Colombiana
By Brian Eggert |
The conveyor belt of producer Luc Besson’s action movie factory delivers at least one mindless shoot-em-up per year. Occasionally, the yield of dull titles such as From Paris with Love is broken up by something as entertaining as Taken, but not often. Colombiana exists as a midrange action product with violence to spare, reasonable star power, lots of momentum, even more violence, and heaps of sex appeal, all tempered for mass consumption by a PG-13 rating. Co-written by Besson and Robert Mark Kamen, the movie was directed by Olivier Megaton (Transporter 3), one of Besson’s clan who has yet to break out the way Pierre Morel (District 13) has. Here, Megaton rushes through a story that deserves comparisons to Besson’s own The Professional.
After witnessing the murder of her mother and Columbian drug lord hitman father at the hands of competitor Don Luis (Beto Benites) and his goon, Marco (Jordi Molla), the 9-year-old Cataleya (Amandla Stenberg) escapes in a mediocre parkour chase sequence on the rooftops of Bogota. She makes her way to Chicago and takes refuge with her uncle Emilio (Cliff Curtis), a gangster who values family. She insists on getting revenge and that Emilio train her to be a killer, and he agrees on the condition that she goes to school. Cut to 15 years later, by which this time Cataleya (now played by Avatar star Zoe Saldana) has accumulated a hit list of twenty or more kills—all very bad people, and all meant to draw out Don Luis, who has since gone into hiding under CIA protection.
A normal life with her casual boyfriend Danny (Michael Vartan), who until recently she has used for sex, never seemed feasible. But suddenly, Danny wants to talk and Cataleya begins to feel something beneath her cold exterior. Uh-oh. Meanwhile, flavorless FBI Special Agent Ross (Lennie James) is hot on his suspect’s trail but refuses to believe the killer is a woman, because no woman could ever do what this killer has done. (Clearly, Agent Ross hasn’t seen Besson’s La Femme Nikita or The Fifth Element.) But he’s got to find the killer because that’s what FBI agents do, so he asks the press to distribute her signature: a Cattletya orchid drawn on each victim’s chest in black lipstick. When Don Luis sees this, he sends out his thugs to search for Cataleya, putting her few dear associates and family members in harm’s way.

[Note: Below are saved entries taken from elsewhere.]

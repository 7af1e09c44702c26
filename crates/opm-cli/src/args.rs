use std::path::PathBuf;

use clap::{Parser, Subcommand, ValueEnum};

#[derive(Parser)]
#[command(name = "opm")]
#[command(about = "Package manager for OBS Studio plugins")]
#[command(version)]
pub struct Cli {
    /// Verbose output
    #[arg(short, long, global = true)]
    pub verbose: bool,

    /// Quiet output (errors only)
    #[arg(short, long, global = true)]
    pub quiet: bool,

    /// Config file (default: $OPM_CONFIG or <config dir>/opm/config.toml)
    #[arg(long, global = true)]
    pub config: Option<PathBuf>,

    /// OBS plugin directory (overrides config)
    #[arg(long, global = true)]
    pub plugin_path: Option<PathBuf>,

    /// Repository manifest (overrides config)
    #[arg(long, global = true)]
    pub repo: Option<PathBuf>,

    #[command(subcommand)]
    pub command: Option<Commands>,
}

#[derive(Clone, Copy, Debug, ValueEnum)]
#[allow(clippy::enum_variant_names)]
pub enum Shell {
    Bash,
    Zsh,
    Fish,
    PowerShell,
    Elvish,
}

#[derive(Subcommand)]
pub enum Commands {
    /// List installed plugins
    #[command(visible_alias = "ls")]
    List,

    /// Install a plugin from the repository
    #[command(visible_aliases = ["i", "add"])]
    Install {
        /// Plugin id
        plugin_id: String,

        /// Version to install (default: newest)
        version: Option<String>,

        /// Install even when the artifact has no checksum
        #[arg(long)]
        untrusted: bool,
    },

    /// Uninstall a plugin
    #[command(visible_aliases = ["rm", "del"])]
    Remove {
        /// Plugin id
        plugin_id: String,

        /// Don't ask for confirmation
        #[arg(short, long)]
        yes: bool,
    },

    /// Upgrade installed plugins to the newest compatible version
    Update {
        /// Only update this plugin
        plugin_id: Option<String>,

        /// Only show what would be updated
        #[arg(short, long)]
        dry_run: bool,

        /// Don't ask for confirmation
        #[arg(short, long)]
        yes: bool,

        /// Install updates even when the artifact has no checksum
        #[arg(long)]
        untrusted: bool,
    },

    /// List plugins available for this platform
    Available {
        /// Filter by id, name or author
        #[arg(default_value = "")]
        query: String,
    },

    /// Download the repository manifest from repository.url
    Refresh,

    /// Show the platform inferred from release asset names
    Infer {
        /// Asset file names (e.g. plugin-1.0-x64-win.zip)
        #[arg(required = true)]
        names: Vec<String>,

        /// Also show the version string derived from a release name (e.g. "v2.1")
        #[arg(long, value_name = "NAME")]
        release: Option<String>,
    },

    /// Manage configuration
    Config {
        #[command(subcommand)]
        action: ConfigAction,
    },

    /// Generate shell completions
    Completions {
        /// Shell to generate completions for
        #[arg(value_enum)]
        shell: Shell,
    },
}

#[derive(Subcommand)]
pub enum ConfigAction {
    /// Show all configuration values
    Show,

    /// Print the config file location
    Path,

    /// Create the config file with commented defaults
    Init,

    /// Get a configuration value
    Get {
        /// Key in dot notation (e.g. download.timeout_secs)
        key: String,
    },

    /// Set a configuration value
    Set {
        /// Key in dot notation (e.g. download.timeout_secs)
        key: String,

        /// New value
        value: String,
    },
}
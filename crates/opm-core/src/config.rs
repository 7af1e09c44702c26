use std::fs;
use std::path::{Path, PathBuf};

use serde::{Deserialize, Serialize};

use crate::error::{IoResultExt, OpmError, Result};

pub const CONFIG_ENV: &str = "OPM_CONFIG";
const CONFIG_DIR: &str = "opm";
const CONFIG_FILE: &str = "config.toml";
const REPOSITORY_FILE: &str = "repo.json";
const DEFAULT_TIMEOUT_SECS: u64 = 300;

/// Default config template with rich comments
const DEFAULT_CONFIG_TEMPLATE: &str = r#"# opm configuration file
# Location: $OPM_CONFIG or <config dir>/opm/config.toml

# OBS plugin directory plugins are installed into
# Default: platform specific OBS location
# plugin_path = "/home/me/.config/obs-studio/plugins"

[repository]
# Local copy of the plugin repository manifest
# path = "/home/me/.local/share/opm/repo.json"

# Remote manifest fetched by `opm refresh`
# url = "https://example.com/opm/repo.json"

[download]
# Whole-transfer timeout in seconds
timeout_secs = 300

[install]
# Install the first artifact for the OS when none declares this machine's
# architecture
allow_arch_fallback = true
"#;

/// Global configuration
#[derive(Debug, Clone, PartialEq, Serialize, Deserialize)]
pub struct Config {
    #[serde(default = "default_plugin_path")]
    pub plugin_path: PathBuf,

    #[serde(default)]
    pub repository: RepositoryConfig,

    #[serde(default)]
    pub download: DownloadConfig,

    #[serde(default)]
    pub install: InstallConfig,
}

#[derive(Debug, Clone, PartialEq, Serialize, Deserialize)]
pub struct RepositoryConfig {
    #[serde(default = "default_repository_path")]
    pub path: PathBuf,

    #[serde(default, skip_serializing_if = "Option::is_none")]
    pub url: Option<String>,
}

#[derive(Debug, Clone, PartialEq, Serialize, Deserialize)]
pub struct DownloadConfig {
    #[serde(default = "default_timeout_secs")]
    pub timeout_secs: u64,
}

#[derive(Debug, Clone, PartialEq, Serialize, Deserialize)]
pub struct InstallConfig {
    #[serde(default = "default_true")]
    pub allow_arch_fallback: bool,
}

fn default_plugin_path() -> PathBuf {
    if cfg!(target_os = "windows") {
        PathBuf::from(r"C:\ProgramData\obs-studio\plugins")
    } else if cfg!(target_os = "macos") {
        PathBuf::from("/Library/Application Support/obs-studio/plugins")
    } else {
        dirs::config_dir()
            .unwrap_or_else(|| PathBuf::from(".config"))
            .join("obs-studio")
            .join("plugins")
    }
}

fn default_repository_path() -> PathBuf {
    dirs::data_dir()
        .map(|d| d.join(CONFIG_DIR).join(REPOSITORY_FILE))
        .unwrap_or_else(|| PathBuf::from(REPOSITORY_FILE))
}

fn default_timeout_secs() -> u64 {
    DEFAULT_TIMEOUT_SECS
}

fn default_true() -> bool {
    true
}

impl Default for Config {
    fn default() -> Self {
        Self {
            plugin_path: default_plugin_path(),
            repository: RepositoryConfig::default(),
            download: DownloadConfig::default(),
            install: InstallConfig::default(),
        }
    }
}

impl Default for RepositoryConfig {
    fn default() -> Self {
        Self {
            path: default_repository_path(),
            url: None,
        }
    }
}

impl Default for DownloadConfig {
    fn default() -> Self {
        Self {
            timeout_secs: DEFAULT_TIMEOUT_SECS,
        }
    }
}

impl Default for InstallConfig {
    fn default() -> Self {
        Self {
            allow_arch_fallback: true,
        }
    }
}

impl Config {
    /// Config file location: `$OPM_CONFIG`, else the user config directory
    pub fn default_path() -> PathBuf {
        if let Ok(path) = std::env::var(CONFIG_ENV) {
            return PathBuf::from(path);
        }
        dirs::config_dir()
            .map(|d| d.join(CONFIG_DIR))
            .unwrap_or_else(|| PathBuf::from(".").join(CONFIG_DIR))
            .join(CONFIG_FILE)
    }

    /// Load config from `path`, falling back to defaults when it doesn't exist
    pub fn load(path: &Path) -> Result<Self> {
        if !path.exists() {
            tracing::debug!("no config at {}, using defaults", path.display());
            return Ok(Self::default());
        }

        let content = fs::read_to_string(path).at(path)?;
        let config: Config = toml::from_str(&content).map_err(|e| OpmError::ConfigParse {
            path: path.to_path_buf(),
            message: e.to_string(),
        })?;

        Ok(config)
    }

    /// Save config to `path`
    pub fn save(&self, path: &Path) -> Result<()> {
        if let Some(parent) = path.parent() {
            fs::create_dir_all(parent).at(parent)?;
        }

        let content = toml::to_string_pretty(self).map_err(|e| OpmError::ConfigParse {
            path: path.to_path_buf(),
            message: e.to_string(),
        })?;

        fs::write(path, content).at(path)
    }

    /// Initialize config with default template (rich comments)
    pub fn init(path: &Path) -> Result<()> {
        if let Some(parent) = path.parent() {
            fs::create_dir_all(parent).at(parent)?;
        }

        if !path.exists() {
            fs::write(path, DEFAULT_CONFIG_TEMPLATE).at(path)?;
        }

        Ok(())
    }

    /// Get a config value by dot-notation key
    pub fn get(&self, key: &str) -> Option<String> {
        self.list()
            .into_iter()
            .find(|(k, _)| k == key)
            .map(|(_, v)| v)
    }

    /// Set a config value by dot-notation key
    pub fn set(&mut self, key: &str, value: &str) -> Result<()> {
        let invalid = |message: String| OpmError::ConfigValue {
            key: key.to_string(),
            message,
        };

        match key {
            "plugin_path" => self.plugin_path = PathBuf::from(value),
            "repository.path" => self.repository.path = PathBuf::from(value),
            "repository.url" => {
                self.repository.url = if value.trim().is_empty() {
                    None
                } else {
                    Some(value.trim().to_string())
                }
            }
            "download.timeout_secs" => {
                self.download.timeout_secs = value
                    .trim()
                    .parse()
                    .map_err(|_| invalid(format!("expected a number of seconds, got '{}'", value)))?
            }
            "install.allow_arch_fallback" => {
                self.install.allow_arch_fallback = value
                    .trim()
                    .parse()
                    .map_err(|_| invalid(format!("expected true or false, got '{}'", value)))?
            }
            _ => {
                return Err(OpmError::ConfigKeyNotFound {
                    key: key.to_string(),
                })
            }
        }
        Ok(())
    }

    /// List all config keys with their current values
    pub fn list(&self) -> Vec<(String, String)> {
        vec![
            (
                "plugin_path".to_string(),
                self.plugin_path.display().to_string(),
            ),
            (
                "repository.path".to_string(),
                self.repository.path.display().to_string(),
            ),
            (
                "repository.url".to_string(),
                self.repository.url.clone().unwrap_or_default(),
            ),
            (
                "download.timeout_secs".to_string(),
                self.download.timeout_secs.to_string(),
            ),
            (
                "install.allow_arch_fallback".to_string(),
                self.install.allow_arch_fallback.to_string(),
            ),
        ]
    }
}
//! Archive installer
//!
//! Unpacks a plugin zip into the layout OBS loads plugins from:
//!
//! ```text
//! <plugin_root>/<id>/bin/...        <- archive "obs-plugins/..."
//! <plugin_root>/<id>/data/...       <- archive "data/obs-plugins/<id>/..."
//! <plugin_root>/<id>/version.txt
//! ```
//!
//! The archive is fully planned before the filesystem is touched, then
//! extracted into a scratch directory next to the target and swapped in, so a
//! failed install leaves the previous one in place.

use std::fs;
use std::io::{self, Cursor, Read, Write};
use std::path::{Component, Path, PathBuf};

use uuid::Uuid;
use zip::ZipArchive;

use crate::error::{IoResultExt, OpmError, Result};
use crate::state::{write_marker, SCRATCH_PREFIX};

pub const BIN_DIR: &str = "bin";
pub const DATA_DIR: &str = "data";

const BIN_PREFIX: &str = "obs-plugins/";
const DATA_PREFIX: &str = "data/obs-plugins/";
const COPY_BUFFER: usize = 32 * 1024;

/// Which plugin subdirectory an archive entry lands in
#[derive(Debug, Clone, Copy, PartialEq, Eq)]
pub enum Destination {
    Bin,
    Data,
}

impl Destination {
    fn dir_name(&self) -> &'static str {
        match self {
            Self::Bin => BIN_DIR,
            Self::Data => DATA_DIR,
        }
    }
}

#[derive(Debug)]
struct PlannedEntry {
    index: usize,
    destination: Destination,
    relative: PathBuf,
}

#[derive(Debug, Clone, PartialEq, Eq)]
pub struct InstallReport {
    pub plugin_id: String,
    pub version: String,
    pub path: PathBuf,
    pub bin_files: usize,
    pub data_files: usize,
    /// File entries outside both plugin prefixes
    pub dropped: usize,
}

/// Installs and removes plugin directories under a plugin root
#[derive(Debug, Clone)]
pub struct ArchiveInstaller {
    plugin_root: PathBuf,
}

impl ArchiveInstaller {
    pub fn new(plugin_root: PathBuf) -> Self {
        Self { plugin_root }
    }

    pub fn plugin_root(&self) -> &Path {
        &self.plugin_root
    }

    /// Replace the installation of `plugin_id` with the content of `archive`
    pub fn install(&self, plugin_id: &str, version: &str, archive: &[u8]) -> Result<InstallReport> {
        validate_plugin_id(plugin_id)?;

        let mut zip = ZipArchive::new(Cursor::new(archive)).map_err(corrupt)?;
        let (plan, dropped) = plan_entries(&mut zip, plugin_id)?;
        tracing::debug!(
            "{}: {} entries to extract, {} dropped",
            plugin_id,
            plan.len(),
            dropped
        );

        fs::create_dir_all(&self.plugin_root).at(&self.plugin_root)?;
        let target = self.plugin_root.join(plugin_id);
        let staging = self.scratch_dir("staging", plugin_id);

        let extracted = extract_into(&mut zip, &plan, &staging)
            .and_then(|()| write_marker(&staging, version));
        if let Err(e) = extracted {
            remove_dir_if_exists(&staging).ok();
            return Err(e);
        }

        if let Err(e) = self.swap_into_place(&staging, &target, plugin_id) {
            remove_dir_if_exists(&staging).ok();
            return Err(e);
        }

        let bin_files = plan
            .iter()
            .filter(|p| p.destination == Destination::Bin)
            .count();
        Ok(InstallReport {
            plugin_id: plugin_id.to_string(),
            version: version.to_string(),
            path: target,
            bin_files,
            data_files: plan.len() - bin_files,
            dropped,
        })
    }

    /// Remove the directory of `plugin_id`
    pub fn uninstall(&self, plugin_id: &str) -> Result<PathBuf> {
        validate_plugin_id(plugin_id)?;
        let target = self.plugin_root.join(plugin_id);
        if !target.is_dir() {
            return Err(OpmError::NotInstalled {
                id: plugin_id.to_string(),
            });
        }
        remove_dir_if_exists(&target)?;
        Ok(target)
    }

    fn scratch_dir(&self, kind: &str, plugin_id: &str) -> PathBuf {
        self.plugin_root.join(format!(
            "{}{}-{}-{}",
            SCRATCH_PREFIX,
            kind,
            plugin_id,
            Uuid::new_v4().simple()
        ))
    }

    fn swap_into_place(&self, staging: &Path, target: &Path, plugin_id: &str) -> Result<()> {
        let backup = if target.exists() {
            let backup = self.scratch_dir("old", plugin_id);
            fs::rename(target, &backup).at(target)?;
            Some(backup)
        } else {
            None
        };

        if let Err(e) = fs::rename(staging, target) {
            if let Some(backup) = &backup {
                if let Err(restore) = fs::rename(backup, target) {
                    tracing::error!(
                        "could not restore {} from {}: {}",
                        target.display(),
                        backup.display(),
                        restore
                    );
                }
            }
            return Err(OpmError::Filesystem {
                path: target.to_path_buf(),
                source: e,
            });
        }

        if let Some(backup) = backup {
            if let Err(e) = remove_dir_if_exists(&backup) {
                tracing::warn!("previous installation left at {}: {}", backup.display(), e);
            }
        }
        Ok(())
    }
}

/// Reject ids that would not name a single directory under the plugin root
pub fn validate_plugin_id(id: &str) -> Result<()> {
    let mut components = Path::new(id).components();
    let single_normal = matches!(components.next(), Some(Component::Normal(c)) if c == id)
        && components.next().is_none();

    if !single_normal || id.contains(['/', '\\']) || id.starts_with(SCRATCH_PREFIX) {
        return Err(OpmError::InvalidPluginId { id: id.to_string() });
    }
    Ok(())
}

/// Map an archive path to its destination and the path below it.
///
/// `None` for paths outside both plugin prefixes, and for the prefix
/// directories themselves.
pub fn map_entry(name: &str, plugin_id: &str) -> Option<(Destination, String)> {
    let name = name.replace('\\', "/");

    let data_rest = name
        .strip_prefix(DATA_PREFIX)
        .and_then(|rest| rest.strip_prefix(plugin_id))
        .and_then(|rest| rest.strip_prefix('/'));

    let (destination, rest) = match data_rest {
        Some(rest) => (Destination::Data, rest),
        None => (Destination::Bin, name.strip_prefix(BIN_PREFIX)?),
    };

    let rest = rest.trim_start_matches('/');
    if rest.is_empty() {
        return None;
    }
    Some((destination, rest.to_string()))
}

fn plan_entries<R: io::Read + io::Seek>(
    zip: &mut ZipArchive<R>,
    plugin_id: &str,
) -> Result<(Vec<PlannedEntry>, usize)> {
    let mut plan = Vec::new();
    let mut dropped = 0;

    for index in 0..zip.len() {
        let entry = zip.by_index(index).map_err(corrupt)?;
        if entry.is_dir() {
            continue;
        }
        match map_entry(entry.name(), plugin_id) {
            Some((destination, rest)) => plan.push(PlannedEntry {
                index,
                destination,
                relative: sanitize_relative(&rest)?,
            }),
            None => {
                tracing::debug!("dropping archive entry {}", entry.name());
                dropped += 1;
            }
        }
    }

    Ok((plan, dropped))
}

/// Keep only normal components; anything escaping the destination is corrupt
fn sanitize_relative(rest: &str) -> Result<PathBuf> {
    let mut out = PathBuf::new();
    for component in Path::new(rest).components() {
        match component {
            Component::Normal(part) => out.push(part),
            Component::CurDir => {}
            _ => {
                return Err(OpmError::CorruptArchive {
                    message: format!("entry escapes plugin directory: {}", rest),
                })
            }
        }
    }
    if out.as_os_str().is_empty() {
        return Err(OpmError::CorruptArchive {
            message: format!("empty entry path: {}", rest),
        });
    }
    Ok(out)
}

fn extract_into<R: io::Read + io::Seek>(
    zip: &mut ZipArchive<R>,
    plan: &[PlannedEntry],
    staging: &Path,
) -> Result<()> {
    for dir in [BIN_DIR, DATA_DIR] {
        let dir = staging.join(dir);
        fs::create_dir_all(&dir).at(&dir)?;
    }

    for planned in plan {
        let mut entry = zip.by_index(planned.index).map_err(corrupt)?;
        let out = staging
            .join(planned.destination.dir_name())
            .join(&planned.relative);
        if let Some(parent) = out.parent() {
            fs::create_dir_all(parent).at(parent)?;
        }

        let mut file = fs::File::create(&out).at(&out)?;
        let name = entry.name().to_string();
        copy_entry(&mut entry, &name, &mut file, &out)?;
    }
    Ok(())
}

/// Copy one archive entry to `file`.
///
/// Read errors come from decompression or CRC checks and mean the archive is
/// corrupt; only write errors are filesystem failures.
fn copy_entry<R: Read, W: Write>(
    entry: &mut R,
    name: &str,
    file: &mut W,
    out: &Path,
) -> Result<()> {
    let mut buf = [0u8; COPY_BUFFER];
    loop {
        let n = match entry.read(&mut buf) {
            Ok(0) => return Ok(()),
            Ok(n) => n,
            Err(e) if e.kind() == io::ErrorKind::Interrupted => continue,
            Err(e) => {
                return Err(OpmError::CorruptArchive {
                    message: format!("{}: {}", name, e),
                })
            }
        };
        file.write_all(&buf[..n]).at(out)?;
    }
}

/// Remove a directory tree; a missing directory counts as removed
pub fn remove_dir_if_exists(path: &Path) -> Result<()> {
    match fs::remove_dir_all(path) {
        Ok(()) => Ok(()),
        Err(e) if e.kind() == io::ErrorKind::NotFound => Ok(()),
        Err(e) => Err(OpmError::Filesystem {
            path: path.to_path_buf(),
            source: e,
        }),
    }
}

fn corrupt(e: zip::result::ZipError) -> OpmError {
    OpmError::CorruptArchive {
        message: e.to_string(),
    }
}

/// Build a zip in memory; `None` content adds a directory entry
#[cfg(test)]
pub(crate) fn build_zip(entries: &[(&str, Option<&[u8]>)]) -> Vec<u8> {
    use zip::write::SimpleFileOptions;
    use zip::ZipWriter;

    let mut writer = ZipWriter::new(Cursor::new(Vec::new()));
    let options = SimpleFileOptions::default();
    for (name, content) in entries {
        match content {
            Some(data) => {
                writer.start_file(*name, options).unwrap();
                writer.write_all(data).unwrap();
            }
            None => writer.add_directory(*name, options).unwrap(),
        }
    }
    writer.finish().unwrap().into_inner()
}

Saldana makes a welcome replacement for Besson’s other action heroes, the likes of Jason Statham and Jet Li: actors whose scowls are interrupted only by bursts of anger. She’s nimble, infiltrating complex security with the sly daring of Tom Cruise in Mission: Impossible, while she can also unleash Hell worthy of Schwarzenegger in the finale’s Commando-style shootout. But rather than question the morality of her cold-blooded killer, Megaton orders Saldana to shed a few tears and morally redeems her character through emotion. She is, after all, a woman, and, therefore, subject to movie stereotypes such as sentimentality. But Besson did not choose a female protagonist solely to show a sensitive side, despite a number of sappy scenes involving Cataleya’s family and boyfriend. The movie’s “sexy chick with guns” concept reaches its height when the protagonist escapes an FBI raid with little more than her undergarments and a massive assassin’s rifle.
The only obvious cliché missing from the overcooked Colombiana is an androgynous female villainess to rival Saldana (in the 1980s, such a role would have been played by Brigitte Nielsen). Though he avoids this bit of formula, there aren’t too many other clichés Megaton (a ridiculous self-appointed moniker) doesn’t employ. Action scenes adopt that familiar, over-edited, shaky-cam style that has spread like a disease through the majority of today’s action movies, and cuts have a Man on Fire strobe effect that might cause an epileptic seizure. Everything that you expect to happen does, but the result is certainly more watchable than the majority of Besson-produced actioners, and will no doubt provide some mild diversion for action junkies.